Star Trek: Picard: How Todd Stashwick's Liam Shaw Confronts Jean-Luc

To set this up, Shaw was already dining on his blue steak when the Titan's first officer Cmdr Seven (Jeri Ryan) – whom Shaw insists on deadnaming her human name Annika Hansen – introduces them; there was already a level of apprehension. It didn't help that Picard and Riker went under false pretenses to try to rescue Dr. Beverly Crusher (Gates McFadden) as they lied to try to get the Titan to divert course. After the ship's disastrous meeting with the Shrike at a nebula, the Titan further sank into the nebula's core closer to its doom. After Riker told his former captain to try to get to know his son, Jean-Luc set up the Holodeck to get some answers from Jack on why he never sought him out.
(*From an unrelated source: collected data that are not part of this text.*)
//! Header widget: page tabs, sample age and clock

use ratatui::{
    buffer::Buffer,
    layout::Rect,
    style::{Modifier, Style},
    text::{Line, Span},
    widgets::Widget,
};

use crate::core::state::{AppState, Page};
use crate::ui::theme::Theme;

pub struct Header<'a> {
    state: &'a AppState,
    theme: &'a Theme,
}

impl<'a> Header<'a> {
    pub fn new(state: &'a AppState, theme: &'a Theme) -> Self {
        Self { state, theme }
    }

    fn separator(&self) -> Span<'static> {
        Span::styled(" │ ", Style::default().fg(self.theme.colors.muted))
    }
}

impl<'a> Widget for Header<'a> {
    fn render(self, area: Rect, buf: &mut Buffer) {
        buf.set_style(area, self.theme.styles.header);

        let mut spans = vec![Span::styled(
            " VIGIL ",
            Style::default()
                .fg(self.theme.colors.accent)
                .add_modifier(Modifier::BOLD),
        )];
        spans.push(self.separator());

        for page in Page::ALL {
            let style = if page == self.state.page {
                Style::default()
                    .fg(self.theme.colors.bg)
                    .bg(self.theme.colors.accent)
                    .add_modifier(Modifier::BOLD)
            } else {
                Style::default().fg(self.theme.colors.subtext)
            };
            spans.push(Span::styled(format!(" {} ", page), style));
            spans.push(Span::raw(" "));
        }

        let dash = &self.state.dashboard;
        if dash.process_count > 0 {
            spans.push(self.separator());
            spans.push(Span::styled(
                format!("{} processes", dash.process_count),
                Style::default().fg(self.theme.colors.info),
            ));
        }

        let sampled_at = match self.state.page {
            Page::Dashboard => dash.sampled_at,
            Page::Performance => self.state.performance.sampled_at,
        };
        if sampled_at.is_none() {
            spans.push(self.separator());
            spans.push(Span::styled(
                "sampling…",
                Style::default().fg(self.theme.colors.muted),
            ));
        }

        buf.set_line(area.x, area.y, &Line::from(spans), area.width);

        let time = chrono::Local::now().format("%H:%M:%S").to_string();
        let time_span = Span::styled(&time, Style::default().fg(self.theme.colors.muted));
        let time_x = area.x + area.width.saturating_sub(time.len() as u16 + 1);
        buf.set_span(time_x, area.y, &time_span, time.len() as u16);
    }
}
After we get to know the two, Shaw, who is walking with the assistance of a cane thanks to a previous scuffle with the Shrike that left him seriously injured (but not before he transferred command to Riker in a provisional status). As Shaw broke the ice with father and son, he shared the story about the first time they met…when Jean-Luc was kidnapped and assimilated by the Borg. "11,000 dead…Do you know where your old man was on that day? He was on that Borg cube, setting the world on fire! Forget about all that weird shit about the Stargazer, the real Borg is still out there, and they have a name for you: Locutus of Borg. The only Borg so deadly they gave him a goddamn name," Shaw spewed, riffed with survivor's guilt which drove Jean-Luc from the Holodeck.

Star Trek: Picard Star Todd Stashwick on Shaw/Jean-Luc Mic Drop Moment
Photo Credit: Trae Patton/Paramount+. ©2021 Viacom, International Inc. All Rights Reserved.
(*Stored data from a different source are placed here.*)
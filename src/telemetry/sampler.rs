//! System snapshot sampler
//!
//! One shared service object that owns every expensive telemetry resource
//! and answers per-family queries (`sample_cpu`, `sample_gpu`, ...). The
//! hardware tree is refreshed by `update()` under a lock; the per-family
//! queries read the last published tree without taking it. Each family is
//! independent: a failing source only degrades its own metric.

use once_cell::sync::{Lazy, OnceCell};
use parking_lot::{Mutex, RwLock};
use std::collections::HashMap;
use std::sync::Arc;
use std::time::{Duration, Instant};

use super::format::{cores_and_threads, format_rate, format_used_of_total, normalize_gpu_memory};
use super::history::{HistoryBuffer, NETWORK_HISTORY};
use super::inventory::{self as heuristics, MediaKind, MemoryModule, VideoController};
use super::models::{
    ConnectionKind, CpuInfo, DiskProcessInfo, GpuInfo, NetworkInfo, NetworkProcessInfo, RamInfo,
    StorageInfo, SystemSnapshot,
};
use super::rate::{rate, sanitize, sanitize_percent, RateTracker};
use super::resolver::{first_text, Candidate, Fallback, MetricResolver, ScoringRule, SourceTag};
use super::resource::{CounterSource, ManagedResource, ResourceState};
use super::throttle::{BackgroundRefresh, Throttled};
use super::trace::{pid_rates, TraceEventSource, TraceSession, TraceTotals};
use crate::config::SettingsStore;
use crate::platform::linux::inventory::parent_device;
use crate::platform::linux::{
    DiskIdleCounters, HostRoot, LinuxHost, LinuxInventory, LinuxSensorProvider, NicCounters,
    ProcIoPoller, ProcStatCpu,
};
use crate::platform::{
    candidates_of, CpuLoad, HardwareKind, HardwareNode, HostQueries, InterfaceCounters,
    InventoryProvider, ProcessorInventory, SensorCapabilities, SensorKind, SensorProvider,
    VolumeInfo,
};
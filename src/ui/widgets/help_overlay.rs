//! Help overlay widget

use ratatui::{
    buffer::Buffer,
    layout::Rect,
    style::{Modifier, Style},
    text::{Line, Span},
    widgets::{Block, Borders, Clear, Widget},
};

use crate::ui::theme::Theme;

const SECTIONS: [(&str, &[(&str, &str)]); 4] = [
    (
        "General",
        &[
            ("q", "Quit"),
            ("?", "Toggle help"),
            ("Tab", "Next page"),
        ],
    ),
    (
        "Processes",
        &[
            ("↑/k ↓/j", "Move cursor"),
            ("PgUp/PgDn", "Move by ten rows"),
            ("Enter", "Select row"),
            ("Space", "Expand or collapse children"),
            ("p", "Pin row to the top"),
            ("g", "Group processes by name"),
            ("/", "Search by name"),
        ],
    ),
    (
        "Sorting",
        &[
            ("1", "Name"),
            ("2", "CPU"),
            ("3", "Memory"),
            ("4", "GPU (again to reverse)"),
        ],
    ),
    (
        "Terminate",
        &[
            ("K", "Terminate row"),
            ("Ctrl-k", "Terminate row with descendants"),
        ],
    ),
];

pub struct HelpOverlay<'a> {
    theme: &'a Theme,
}

impl<'a> HelpOverlay<'a> {
    pub fn new(theme: &'a Theme) -> Self {
        Self { theme }
    }
}

impl<'a> Widget for HelpOverlay<'a> {
    fn render(self, area: Rect, buf: &mut Buffer) {
        Clear.render(area, buf);

        let block = Block::default()
            .title(Span::styled(" Vigil Help ", self.theme.styles.panel_title))
            .borders(Borders::ALL)
            .border_style(self.theme.styles.panel_border_active)
            .style(Style::default().bg(self.theme.colors.surface));

        let inner = block.inner(area);
        block.render(area, buf);

        let mut y = inner.y;
        let bottom = inner.y + inner.height;

        for (section, bindings) in SECTIONS {
            if y >= bottom {
                break;
            }

            let header = Line::from(vec![Span::styled(
                format!("─── {} ", section),
                Style::default()
                    .fg(self.theme.colors.accent)
                    .add_modifier(Modifier::BOLD),
            )]);
            buf.set_line(inner.x + 1, y, &header, inner.width.saturating_sub(2));
            y += 1;

            for (key, desc) in bindings {
                if y >= bottom {
                    break;
                }
                let line = Line::from(vec![
                    Span::styled(format!("  {:>10}  ", key), self.theme.styles.keybind_key),
                    Span::styled(*desc, self.theme.styles.keybind),
                ]);
                buf.set_line(inner.x + 1, y, &line, inner.width.saturating_sub(2));
                y += 1;
            }

            y += 1;
        }

        let hint = " Press Esc or ? to close ";
        if area.height > 0 && area.width as usize > hint.len() {
            let footer = Span::styled(hint, Style::default().fg(self.theme.colors.muted));
            buf.set_span(
                area.x + (area.width - hint.len() as u16) / 2,
                area.y + area.height - 1,
                &footer,
                hint.len() as u16,
            );
        }
    }
}
//! Error taxonomy for host telemetry queries

use std::io;
use std::path::Path;
use thiserror::Error;

/// Failure of a single OS query. None of these ever reach the user; callers
/// degrade to a fallback source, skip the item, or disable the resource.
#[derive(Debug, Error)]
pub enum TelemetryError {
    #[error("{0} is not available on this host")]
    Unavailable(String),

    #[error("permission denied: {0}")]
    PermissionDenied(String),

    #[error("failed to parse {what}: {detail}")]
    Parse { what: String, detail: String },

    #[error("I/O error on {path}: {source}")]
    Io {
        path: String,
        #[source]
        source: io::Error,
    },

    #[error("{0} was disabled after repeated failures")]
    Disabled(String),

    #[error("process {0} exited while being sampled")]
    Exited(u32),
}

pub type TelemetryResult<T> = Result<T, TelemetryError>;

impl TelemetryError {
    /// Classify an I/O failure on `path`.
    pub fn from_io(path: &Path, err: io::Error) -> Self {
        match err.kind() {
            io::ErrorKind::NotFound => Self::Unavailable(path.display().to_string()),
            io::ErrorKind::PermissionDenied => Self::PermissionDenied(path.display().to_string()),
            _ => Self::Io {
                path: path.display().to_string(),
                source: err,
            },
        }
    }

    pub fn parse(what: impl Into<String>, detail: impl ToString) -> Self {
        Self::Parse {
            what: what.into(),
            detail: detail.to_string(),
        }
    }

    /// Sources that will never succeed on this host: retrying them is pointless.
    pub fn is_permanent(&self) -> bool {
        matches!(
            self,
            Self::Unavailable(_) | Self::PermissionDenied(_) | Self::Disabled(_)
        )
    }
}

/// Read a file to a string, mapping the error into the taxonomy.
pub fn read_to_string(path: &Path) -> TelemetryResult<String> {
    std::fs::read_to_string(path).map_err(|e| TelemetryError::from_io(path, e))
}

/// Read a file holding a single unsigned integer (sysfs style).
pub fn read_u64(path: &Path) -> TelemetryResult<u64> {
    let content = read_to_string(path)?;
    content
        .trim()
        .parse::<u64>()
        .map_err(|e| TelemetryError::parse(path.display().to_string(), e))
}

#[cfg(test)]
mod tests {
    use super::*;

    #[test]
    fn test_missing_file_is_unavailable() {
        let dir = tempfile::tempdir().unwrap();
        let err = read_u64(&dir.path().join("nope")).unwrap_err();
        assert!(matches!(err, TelemetryError::Unavailable(_)));
        assert!(err.is_permanent());
    }

    #[test]
    fn test_read_u64_trims_newline() {
        let dir = tempfile::tempdir().unwrap();
        let path = dir.path().join("energy_uj");
        std::fs::write(&path, "123456\n").unwrap();
        assert_eq!(read_u64(&path).unwrap(), 123456);
    }

    #[test]
    fn test_garbage_is_parse_error() {
        let dir = tempfile::tempdir().unwrap();
        let path = dir.path().join("temp1_input");
        std::fs::write(&path, "n/a").unwrap();
        let err = read_u64(&path).unwrap_err();
        assert!(matches!(err, TelemetryError::Parse { .. }));
        assert!(!err.is_permanent());
    }
}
The events stemmed from the Next Generation season three cliffhanger "The Best of Both Worlds," which has been revisited in later canon, most notably in 1996's First Contact and the Deep Space Nine premiere episode "Emissary" as we find out Benjamin Sisko (Avery Brooks) also suffered at the hands of Locutus. "Those kinds of scenes and that kind of writing is a rare thing," Stashwick said. "We often, especially in television, it's just 'got to keep moving.' But because it's a 10-episode show, we get to let moments breathe. And that was a scene where they allow this character to peel back a curtain and reveal his pain in a big way. So it was humbling and an honor to get a scene like that in this franchise."
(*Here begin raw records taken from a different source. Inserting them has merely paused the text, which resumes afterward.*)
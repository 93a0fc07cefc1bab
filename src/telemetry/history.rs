//! Bounded per-entity history buffers

use indexmap::IndexMap;
use std::collections::VecDeque;

/// Network charts keep half a minute.
pub const NETWORK_HISTORY: usize = 30;
/// Performance page charts keep a minute.
pub const PERFORMANCE_HISTORY: usize = 60;

/// Fixed-capacity FIFO; the oldest sample is evicted on push when full.
#[derive(Debug, Clone)]
pub struct HistoryBuffer {
    capacity: usize,
    values: VecDeque<f64>,
}

impl HistoryBuffer {
    pub fn new(capacity: usize) -> Self {
        Self {
            capacity: capacity.max(1),
            values: VecDeque::with_capacity(capacity.max(1)),
        }
    }

    pub fn push(&mut self, value: f64) {
        if self.values.len() == self.capacity {
            self.values.pop_front();
        }
        self.values.push_back(if value.is_finite() { value } else { 0.0 });
    }

    pub fn latest(&self) -> Option<f64> {
        self.values.back().copied()
    }

    pub fn iter(&self) -> impl Iterator<Item = &f64> {
        self.values.iter()
    }

    pub fn to_vec(&self) -> Vec<f64> {
        self.values.iter().copied().collect()
    }

    pub fn len(&self) -> usize {
        self.values.len()
    }

    pub fn is_empty(&self) -> bool {
        self.values.is_empty()
    }

    pub fn capacity(&self) -> usize {
        self.capacity
    }
}

/// History buffers keyed by stable entity name ("CPU", "RAM", "/home", "GPU 0").
#[derive(Debug, Clone)]
pub struct HistoryBook {
    capacity: usize,
    buffers: IndexMap<String, HistoryBuffer>,
}

impl HistoryBook {
    pub fn new(capacity: usize) -> Self {
        Self {
            capacity,
            buffers: IndexMap::new(),
        }
    }

    pub fn push(&mut self, key: &str, value: f64) {
        let capacity = self.capacity;
        self.buffers
            .entry(key.to_string())
            .or_insert_with(|| HistoryBuffer::new(capacity))
            .push(value);
    }

    pub fn get(&self, key: &str) -> Option<&HistoryBuffer> {
        self.buffers.get(key)
    }

    /// Forget entities that disappeared (unplugged drive, removed adapter).
    pub fn retain_keys<'k>(&mut self, live: impl IntoIterator<Item = &'k str>) {
        let live: std::collections::HashSet<&str> = live.into_iter().collect();
        self.buffers.retain(|k, _| live.contains(k.as_str()));
    }

    pub fn series(&self) -> Vec<(String, Vec<f64>)> {
        self.buffers
            .iter()
            .map(|(k, b)| (k.clone(), b.to_vec()))
            .collect()
    }

    pub fn len(&self) -> usize {
        self.buffers.len()
    }

    pub fn is_empty(&self) -> bool {
        self.buffers.is_empty()
    }
}

#[cfg(test)]
mod tests {
    use super::*;
    use pretty_assertions::assert_eq;

    #[test]
    fn test_never_exceeds_capacity() {
        let mut buf = HistoryBuffer::new(NETWORK_HISTORY);
        for i in 0..100 {
            buf.push(i as f64);
            assert!(buf.len() <= NETWORK_HISTORY);
        }
        assert_eq!(buf.len(), NETWORK_HISTORY);
        assert_eq!(buf.iter().next().copied(), Some(70.0));
        assert_eq!(buf.latest(), Some(99.0));
    }

    #[test]
    fn test_non_finite_samples_become_zero() {
        let mut buf = HistoryBuffer::new(3);
        buf.push(f64::NAN);
        assert_eq!(buf.to_vec(), vec![0.0]);
    }

    #[test]
    fn test_book_keys_by_entity() {
        let mut book = HistoryBook::new(PERFORMANCE_HISTORY);
        book.push("CPU", 10.0);
        book.push("RAM", 40.0);
        book.push("CPU", 12.0);
        assert_eq!(book.get("CPU").map(|b| b.to_vec()), Some(vec![10.0, 12.0]));

        book.retain_keys(["CPU"]);
        assert_eq!(book.len(), 1);
        assert!(book.get("RAM").is_none());
    }
}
Directed by Frakes and written by showrunner Terry Matalas and Sean Tretta, the episode would later find Jean-Luc returning to ask a favor of the "dipshit grease monkey from Chicago," getting him to help manually open the vents for external access to the Titan's warp core to be able to channel the pulsating energy wave to ride the ship out of the nebula while also powering the ship in the process. Star Trek: Picard streams Thursdays on Paramount+.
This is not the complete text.